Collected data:
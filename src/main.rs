fn main() -> anyhow::Result<()> {
    vitrine::view::run()
}
//! The model view and the application driver.
//!
//! [`ModelView`] owns the currently displayed model and exposes the model
//! kind selection; everything else (window lifecycle, frame pacing, surface
//! reconfiguration, input routing) lives in [`App`], the winit application
//! handler behind [`run`].
//!
//! # Lifecycle
//!
//! 1. `run()` builds the event loop and the [`App`]
//! 2. `resumed` creates the window and awaits GPU context + initial model
//! 3. Each redraw writes the frame uniforms and encodes one render pass
//! 4. Digit keys 1-4 select the displayed model, mouse drag orbits the
//!    camera, the scroll wheel zooms

use std::{fmt::Debug, iter, sync::Arc};

use instant::{Duration, Instant};
use winit::{
    application::ApplicationHandler,
    event::{DeviceEvent, DeviceId, ElementState, MouseButton, WindowEvent},
    event_loop::{ActiveEventLoop, EventLoop},
    keyboard::{KeyCode, PhysicalKey},
    window::Window,
};

use crate::{
    common::Params,
    context::Context,
    data_structures::{
        model::{DrawModel, Model, ModelKind},
        texture::Texture,
    },
};

#[cfg(target_arch = "wasm32")]
use wasm_bindgen::prelude::*;

/// Radians per second of idle turntable spin.
const TURNTABLE_SPEED: f32 = 0.4;

/// The view: one displayed model and the selection of which kind it is.
///
/// Rendering a frame recomputes the [`crate::common::Uniforms`] from the
/// model's transform fields and the camera state, then encodes the model's
/// draw calls into a fresh render pass.
pub struct ModelView {
    model: Model,
}

impl ModelView {
    pub fn new(model: Model) -> Self {
        Self { model }
    }

    /// The currently displayed model kind.
    pub fn kind(&self) -> ModelKind {
        self.model.kind
    }

    /// Swap in a freshly loaded model, dropping the old one and its GPU
    /// buffers.
    pub fn set_model(&mut self, model: Model) {
        log::info!("showing model '{}'", model.kind);
        self.model = model;
    }

    pub fn model_mut(&mut self) -> &mut Model {
        &mut self.model
    }

    /// Advance the idle turntable rotation.
    pub fn update(&mut self, dt: Duration) {
        self.model.rotation.y += TURNTABLE_SPEED * dt.as_secs_f32();
    }

    /// Render one frame of the current model.
    pub fn render(&self, ctx: &mut Context) -> Result<(), wgpu::SurfaceError> {
        let output = ctx.surface.get_current_texture()?;
        let view = output
            .texture
            .create_view(&wgpu::TextureViewDescriptor::default());

        ctx.frame.uniforms = self
            .model
            .uniforms(ctx.camera.view_matrix(), ctx.projection.matrix());
        ctx.frame.params = Params::new(ctx.config.width, ctx.config.height, self.model.tiling);
        ctx.frame.write(&ctx.queue);

        let mut encoder = ctx
            .device
            .create_command_encoder(&wgpu::CommandEncoderDescriptor {
                label: Some("Render Encoder"),
            });
        {
            let mut render_pass = encoder.begin_render_pass(&wgpu::RenderPassDescriptor {
                label: Some("Render Pass"),
                color_attachments: &[Some(wgpu::RenderPassColorAttachment {
                    view: &view,
                    resolve_target: None,
                    ops: wgpu::Operations {
                        load: wgpu::LoadOp::Clear(ctx.clear_colour),
                        store: wgpu::StoreOp::Store,
                    },
                    depth_slice: None,
                })],
                depth_stencil_attachment: Some(wgpu::RenderPassDepthStencilAttachment {
                    view: &ctx.depth_texture.view,
                    depth_ops: Some(wgpu::Operations {
                        load: wgpu::LoadOp::Clear(1.0),
                        store: wgpu::StoreOp::Store,
                    }),
                    stencil_ops: None,
                }),
                occlusion_query_set: None,
                timestamp_writes: None,
            });

            render_pass.set_pipeline(&ctx.pipelines.model);
            render_pass.draw_model(&self.model, &ctx.frame.bind_group);
        }

        ctx.queue.submit(iter::once(encoder.finish()));
        output.present();
        Ok(())
    }
}

/// Application state bundle: GPU context, view, and surface status.
pub struct ViewerState {
    pub(crate) ctx: Context,
    pub(crate) view: ModelView,
    is_surface_configured: bool,
    orbiting: bool,
}

impl ViewerState {
    fn resize(&mut self, width: u32, height: u32) {
        if width > 0 && height > 0 {
            self.ctx.config.width = width;
            self.ctx.config.height = height;
            self.is_surface_configured = true;
            self.ctx.projection.resize(width, height);
            self.ctx
                .surface
                .configure(&self.ctx.device, &self.ctx.config);
            self.ctx.depth_texture = Texture::create_depth_texture(
                &self.ctx.device,
                [self.ctx.config.width, self.ctx.config.height],
                "depth_texture",
            );
        }
    }

    fn render(&mut self) -> Result<(), wgpu::SurfaceError> {
        // invoke main render loop
        self.ctx.window.request_redraw();

        // Rendering requires the surface to be configured
        if !self.is_surface_configured {
            return Ok(());
        }

        self.view.render(&mut self.ctx)
    }
}

pub(crate) enum ViewerEvent {
    #[allow(dead_code)]
    Initialized {
        state: ViewerState,
    },
    #[allow(dead_code)]
    ModelLoaded(Model),
}

impl Debug for ViewerEvent {
    fn fmt(&self, f: &mut std::fmt::Formatter<'_>) -> std::fmt::Result {
        match self {
            Self::Initialized { state: _ } => f.write_str("Initialized"),
            Self::ModelLoaded(model) => f.debug_tuple("ModelLoaded").field(&model.kind).finish(),
        }
    }
}

/// The winit application handler driving the viewer.
pub struct App {
    #[cfg(not(target_arch = "wasm32"))]
    async_runtime: tokio::runtime::Runtime,
    // Only the wasm init/load paths send user events.
    #[allow(dead_code)]
    proxy: winit::event_loop::EventLoopProxy<ViewerEvent>,
    state: Option<ViewerState>,
    last_time: Instant,
}

impl App {
    fn new(event_loop: &EventLoop<ViewerEvent>) -> Self {
        let proxy = event_loop.create_proxy();
        #[cfg(not(target_arch = "wasm32"))]
        let async_runtime = tokio::runtime::Runtime::new().unwrap();
        Self {
            #[cfg(not(target_arch = "wasm32"))]
            async_runtime,
            proxy,
            state: None,
            last_time: Instant::now(),
        }
    }

    /// Switch the displayed model, loading it off the current thread where
    /// the platform requires it. Loading failures keep the current model.
    fn select_model(&mut self, kind: ModelKind) {
        let Some(state) = &mut self.state else {
            return;
        };
        if state.view.kind() == kind {
            return;
        }

        #[cfg(not(target_arch = "wasm32"))]
        {
            let loaded = self
                .async_runtime
                .block_on(Model::load(kind, &state.ctx.device, &state.ctx.queue));
            match loaded {
                Ok(model) => state.view.set_model(model),
                Err(e) => log::error!("could not load model '{}': {}", kind, e),
            }
        }

        #[cfg(target_arch = "wasm32")]
        {
            let device = state.ctx.device.clone();
            let queue = state.ctx.queue.clone();
            let proxy = self.proxy.clone();
            wasm_bindgen_futures::spawn_local(async move {
                match Model::load(kind, &device, &queue).await {
                    Ok(model) => {
                        assert!(proxy.send_event(ViewerEvent::ModelLoaded(model)).is_ok());
                    }
                    Err(e) => log::error!("could not load model '{}': {}", kind, e),
                }
            });
        }
    }
}

impl ApplicationHandler<ViewerEvent> for App {
    fn resumed(&mut self, event_loop: &ActiveEventLoop) {
        #[allow(unused_mut)]
        let mut window_attributes = Window::default_attributes().with_title("vitrine");

        #[cfg(target_arch = "wasm32")]
        {
            use wasm_bindgen::JsCast;
            use winit::platform::web::WindowAttributesExtWebSys;

            const CANVAS_ID: &str = "canvas";

            let window = wgpu::web_sys::window().unwrap_throw();
            let document = window.document().unwrap_throw();
            let canvas = document.get_element_by_id(CANVAS_ID).unwrap_throw();
            let html_canvas_element = canvas.unchecked_into();
            window_attributes = window_attributes.with_canvas(Some(html_canvas_element));
        }

        let window = Arc::new(event_loop.create_window(window_attributes).unwrap());

        let init_future = async move {
            let ctx = Context::new(window).await;
            let model = match Model::load(ModelKind::default(), &ctx.device, &ctx.queue).await {
                Ok(model) => model,
                Err(e) => panic!(
                    "App initialization failed. Cannot load the initial model: {}",
                    e
                ),
            };
            ViewerState {
                view: ModelView::new(model),
                ctx,
                is_surface_configured: false,
                orbiting: false,
            }
        };

        #[cfg(not(target_arch = "wasm32"))]
        {
            self.state = Some(self.async_runtime.block_on(init_future));
        }

        #[cfg(target_arch = "wasm32")]
        {
            let proxy = self.proxy.clone();
            wasm_bindgen_futures::spawn_local(async move {
                let state = init_future.await;
                assert!(proxy.send_event(ViewerEvent::Initialized { state }).is_ok());
            });
        }
    }

    fn user_event(&mut self, _event_loop: &ActiveEventLoop, event: ViewerEvent) {
        match event {
            ViewerEvent::Initialized { state } => {
                // This is the message from our wasm `spawn_local`
                self.state = Some(state);

                // Important: Trigger a resize and redraw now that we are initialized
                let state = self.state.as_mut().unwrap();
                let size = state.ctx.window.inner_size();
                state.resize(size.width, size.height);
                state.ctx.window.request_redraw();
            }
            ViewerEvent::ModelLoaded(model) => {
                if let Some(state) = &mut self.state {
                    state.view.set_model(model);
                }
            }
        }
    }

    fn device_event(
        &mut self,
        _event_loop: &ActiveEventLoop,
        _device_id: DeviceId,
        event: DeviceEvent,
    ) {
        let state = match &mut self.state {
            Some(state) => state,
            None => return,
        };
        if let DeviceEvent::MouseMotion { delta: (dx, dy) } = event {
            if state.orbiting {
                let ctx = &mut state.ctx;
                ctx.camera_controller
                    .handle_mouse(&mut ctx.camera, dx, dy);
            }
        }
    }

    fn window_event(
        &mut self,
        event_loop: &ActiveEventLoop,
        _window_id: winit::window::WindowId,
        event: WindowEvent,
    ) {
        let state = match &mut self.state {
            Some(state) => state,
            None => return,
        };

        match event {
            WindowEvent::CloseRequested => event_loop.exit(),
            WindowEvent::Resized(size) => state.resize(size.width, size.height),
            WindowEvent::KeyboardInput { event, .. } => {
                if event.state == ElementState::Pressed {
                    match event.physical_key {
                        PhysicalKey::Code(KeyCode::Escape) => event_loop.exit(),
                        PhysicalKey::Code(KeyCode::Digit1) => {
                            self.select_model(ModelKind::Ground)
                        }
                        PhysicalKey::Code(KeyCode::Digit2) => {
                            self.select_model(ModelKind::LowPolyHouse)
                        }
                        PhysicalKey::Code(KeyCode::Digit3) => {
                            self.select_model(ModelKind::Pancakes)
                        }
                        PhysicalKey::Code(KeyCode::Digit4) => {
                            self.select_model(ModelKind::TvRetro)
                        }
                        _ => (),
                    }
                }
            }
            WindowEvent::MouseInput { state: button_state, button, .. } => {
                if button == MouseButton::Left {
                    state.orbiting = button_state.is_pressed();
                }
            }
            WindowEvent::MouseWheel { delta, .. } => {
                let ctx = &mut state.ctx;
                ctx.camera_controller.handle_scroll(&mut ctx.camera, &delta);
            }
            WindowEvent::RedrawRequested => {
                let dt = self.last_time.elapsed();
                self.last_time = Instant::now();

                match state.render() {
                    Ok(_) => {
                        state.view.update(dt);
                    }
                    // Reconfigure the surface if it's lost or outdated
                    Err(wgpu::SurfaceError::Lost | wgpu::SurfaceError::Outdated) => {
                        let size = state.ctx.window.inner_size();
                        state.resize(size.width, size.height);
                    }
                    Err(e) => {
                        log::error!("Unable to render {}", e);
                    }
                }
            }
            _ => {}
        }
    }
}

/// Build the event loop and run the viewer until the window closes.
pub fn run() -> anyhow::Result<()> {
    #[cfg(not(target_arch = "wasm32"))]
    {
        if let Err(e) = env_logger::try_init() {
            println!("Warning: Could not initialize logger: {}", e);
        };
    }

    #[cfg(target_arch = "wasm32")]
    {
        console_log::init_with_level(log::Level::Info).unwrap_throw();
    }

    let event_loop: EventLoop<ViewerEvent> = EventLoop::with_user_event().build()?;

    let mut app = App::new(&event_loop);

    event_loop.run_app(&mut app)?;

    Ok(())
}
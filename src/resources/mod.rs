//! Asset IO: loading meshes and textures from external files and generating
//! the procedural ground plane.

use crate::data_structures::model::{Material, Mesh};

pub mod mesh;
pub mod primitives;
pub mod texture;

/// Load an OBJ model and its materials into GPU buffers.
///
/// `file_name` is resolved relative to the `assets/` directory. Every
/// returned model carries at least one material; meshes that reference no
/// material fall back to slot 0.
pub async fn load_model_obj(
    file_name: &str,
    device: &wgpu::Device,
    queue: &wgpu::Queue,
) -> anyhow::Result<(Vec<Mesh>, Vec<Material>)> {
    let layout = texture::base_color_layout(device);

    let (materials, models) = texture::load_textures(file_name, queue, device, &layout).await?;
    let meshes = mesh::load_meshes(&models, file_name, device);
    if meshes.is_empty() {
        anyhow::bail!("{} contains no renderable meshes", file_name);
    }

    Ok((meshes, materials))
}
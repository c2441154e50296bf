//! vitrine
//!
//! A small, cross-platform 3D model viewer built on wgpu. The viewer loads a
//! handful of demo models (a ground plane, a low-poly house, a stack of
//! pancakes, a retro TV), renders the selected one with a single forward
//! pipeline and lets the user orbit the camera around it. The crate keeps the
//! runtime surface minimal so it can run natively or in the browser.
//!
//! High-level modules
//! - `math`: transform and projection matrix builders, fixed to wgpu clip space
//! - `common`: shader-visible data layout shared between CPU and WGSL
//! - `camera`: orbit camera and perspective projection state
//! - `context`: central GPU and window context that owns device/queue/pipelines
//! - `data_structures`: viewer data models (meshes, materials, textures)
//! - `resources`: helpers to load models/textures and create GPU resources
//! - `pipelines`: definition of the forward model pipeline
//! - `view`: the model view, the application driver and the `run` entry point
//!

pub mod camera;
pub mod common;
pub mod context;
pub mod data_structures;
pub mod math;
pub mod pipelines;
pub mod resources;
pub mod view;

// Re-exports commonly used types for convenience in downstream code.
pub use cgmath::*;
pub use winit::dpi::PhysicalPosition;
pub use winit::event::DeviceEvent;
pub use winit::event::WindowEvent;
pub use wgpu::*;
//! In-memory `Store` used to exercise the HTTP layer without a database file.
use std::collections::BTreeMap;

use async_trait::async_trait;
use tokio::sync::Mutex;

use super::game_repo::{Game, GameChanges, NewGame};
use super::user_repo::{NewUser, User, UserChanges};
use super::{Store, StoreResult};

#[derive(Default)]
struct Tables {
    users: BTreeMap<i64, User>,
    games: BTreeMap<i64, Game>,
    last_user_id: i64,
    last_game_id: i64,
}

/// Ids are never reused after deletion, mirroring `AUTOINCREMENT`.
#[derive(Default)]
pub struct MemoryStore {
    tables: Mutex<Tables>,
}

impl MemoryStore {
    pub fn new() -> Self {
        Self::default()
    }
}

#[async_trait]
impl Store for MemoryStore {
    async fn list_users(&self) -> StoreResult<Vec<User>> {
        Ok(self.tables.lock().await.users.values().cloned().collect())
    }

    async fn find_user(&self, id: i64) -> StoreResult<Option<User>> {
        Ok(self.tables.lock().await.users.get(&id).cloned())
    }

    async fn insert_user(&self, user: &NewUser) -> StoreResult<i64> {
        let mut tables = self.tables.lock().await;
        tables.last_user_id += 1;
        let id = tables.last_user_id;
        tables.users.insert(
            id,
            User {
                id,
                name: user.name.clone(),
                password: user.password.clone(),
                favorites: user.favorites.clone(),
            },
        );
        Ok(id)
    }

    async fn update_user(&self, id: i64, changes: &UserChanges) -> StoreResult<()> {
        let mut tables = self.tables.lock().await;
        if let Some(row) = tables.users.get_mut(&id) {
            changes.apply(row);
        }
        Ok(())
    }

    async fn set_favorites(&self, user_id: i64, favorites: &[String]) -> StoreResult<()> {
        let mut tables = self.tables.lock().await;
        if let Some(row) = tables.users.get_mut(&user_id) {
            row.favorites = favorites.to_vec();
        }
        Ok(())
    }

    async fn delete_user(&self, id: i64) -> StoreResult<bool> {
        Ok(self.tables.lock().await.users.remove(&id).is_some())
    }

    async fn list_games(&self) -> StoreResult<Vec<Game>> {
        Ok(self.tables.lock().await.games.values().cloned().collect())
    }

    async fn find_game(&self, id: i64) -> StoreResult<Option<Game>> {
        Ok(self.tables.lock().await.games.get(&id).cloned())
    }

    async fn find_games(&self, ids: &[i64]) -> StoreResult<Vec<Game>> {
        let tables = self.tables.lock().await;
        Ok(tables
            .games
            .values()
            .filter(|game| ids.contains(&game.id))
            .cloned()
            .collect())
    }

    async fn insert_game(&self, game: &NewGame) -> StoreResult<i64> {
        let mut tables = self.tables.lock().await;
        tables.last_game_id += 1;
        let id = tables.last_game_id;
        tables.games.insert(
            id,
            Game {
                id,
                name: game.name.clone(),
                developer: game.developer.clone(),
                image_link: game.image_link.clone(),
                description: game.description.clone(),
                price: game.price,
                units_in_stock: game.units_in_stock.clone(),
                platforms: game.platforms.clone(),
                release_date: game.release_date.clone(),
                media_carousel: game.media_carousel.clone(),
            },
        );
        Ok(id)
    }

    async fn update_game(&self, id: i64, changes: &GameChanges) -> StoreResult<()> {
        let mut tables = self.tables.lock().await;
        if let Some(row) = tables.games.get_mut(&id) {
            changes.apply(row);
        }
        Ok(())
    }

    async fn delete_game(&self, id: i64) -> StoreResult<bool> {
        Ok(self.tables.lock().await.games.remove(&id).is_some())
    }
}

* To do
Look through the lines above and collect those with the word "vitrine".

* Answer area
    vitrine::view::run()
        let mut window_attributes = Window::default_attributes().with_title("vitrine");
//! vitrine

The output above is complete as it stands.